Reproduce exactly the lines from the top of the records below through the line holding "let set = forwards::list(&ctx.store, name)?;".
RECORDS SUPPLIED Block Start
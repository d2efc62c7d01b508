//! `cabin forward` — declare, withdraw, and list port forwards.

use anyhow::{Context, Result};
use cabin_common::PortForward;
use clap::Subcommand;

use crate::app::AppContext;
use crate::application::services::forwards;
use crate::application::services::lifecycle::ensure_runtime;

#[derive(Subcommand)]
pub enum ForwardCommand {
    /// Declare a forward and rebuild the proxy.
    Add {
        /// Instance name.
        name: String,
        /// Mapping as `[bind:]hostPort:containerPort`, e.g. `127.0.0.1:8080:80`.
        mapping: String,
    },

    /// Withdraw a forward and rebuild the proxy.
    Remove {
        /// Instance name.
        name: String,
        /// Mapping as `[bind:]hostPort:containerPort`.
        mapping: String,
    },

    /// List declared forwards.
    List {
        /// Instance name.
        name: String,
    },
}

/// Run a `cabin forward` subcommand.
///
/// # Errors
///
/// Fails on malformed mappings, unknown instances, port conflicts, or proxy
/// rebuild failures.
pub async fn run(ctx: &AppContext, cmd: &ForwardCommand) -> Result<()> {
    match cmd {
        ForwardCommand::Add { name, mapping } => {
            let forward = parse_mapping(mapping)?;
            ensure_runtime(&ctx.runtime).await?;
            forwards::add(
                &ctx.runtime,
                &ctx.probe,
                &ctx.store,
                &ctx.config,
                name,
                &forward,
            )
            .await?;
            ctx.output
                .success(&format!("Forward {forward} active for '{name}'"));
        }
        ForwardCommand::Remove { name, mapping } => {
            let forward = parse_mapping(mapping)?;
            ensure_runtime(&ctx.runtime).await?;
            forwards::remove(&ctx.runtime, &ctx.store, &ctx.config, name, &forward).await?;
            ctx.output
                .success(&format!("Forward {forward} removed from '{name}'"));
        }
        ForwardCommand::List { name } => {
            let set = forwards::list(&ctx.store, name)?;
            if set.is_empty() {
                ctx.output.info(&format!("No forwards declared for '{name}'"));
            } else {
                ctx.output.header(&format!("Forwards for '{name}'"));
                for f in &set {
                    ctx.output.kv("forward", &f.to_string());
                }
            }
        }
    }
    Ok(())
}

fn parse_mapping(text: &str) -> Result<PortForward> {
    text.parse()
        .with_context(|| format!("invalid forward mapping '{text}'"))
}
RECORDS SUPPLIED Block End
> _SOLUTION TO THE PROBLEM_
repository d2efc62c7d01b508
//! `cabin forward` — declare, withdraw, and list port forwards.

use anyhow::{Context, Result};
use cabin_common::PortForward;
use clap::Subcommand;

use crate::app::AppContext;
use crate::application::services::forwards;
use crate::application::services::lifecycle::ensure_runtime;

#[derive(Subcommand)]
pub enum ForwardCommand {
    /// Declare a forward and rebuild the proxy.
    Add {
        /// Instance name.
        name: String,
        /// Mapping as `[bind:]hostPort:containerPort`, e.g. `127.0.0.1:8080:80`.
        mapping: String,
    },

    /// Withdraw a forward and rebuild the proxy.
    Remove {
        /// Instance name.
        name: String,
        /// Mapping as `[bind:]hostPort:containerPort`.
        mapping: String,
    },

    /// List declared forwards.
    List {
        /// Instance name.
        name: String,
    },
}

/// Run a `cabin forward` subcommand.
///
/// # Errors
///
/// Fails on malformed mappings, unknown instances, port conflicts, or proxy
/// rebuild failures.
pub async fn run(ctx: &AppContext, cmd: &ForwardCommand) -> Result<()> {
    match cmd {
        ForwardCommand::Add { name, mapping } => {
            let forward = parse_mapping(mapping)?;
            ensure_runtime(&ctx.runtime).await?;
            forwards::add(
                &ctx.runtime,
                &ctx.probe,
                &ctx.store,
                &ctx.config,
                name,
                &forward,
            )
            .await?;
            ctx.output
                .success(&format!("Forward {forward} active for '{name}'"));
        }
        ForwardCommand::Remove { name, mapping } => {
            let forward = parse_mapping(mapping)?;
            ensure_runtime(&ctx.runtime).await?;
            forwards::remove(&ctx.runtime, &ctx.store, &ctx.config, name, &forward).await?;
            ctx.output
                .success(&format!("Forward {forward} removed from '{name}'"));
        }
        ForwardCommand::List { name } => {
            let set = forwards::list(&ctx.store, name)?;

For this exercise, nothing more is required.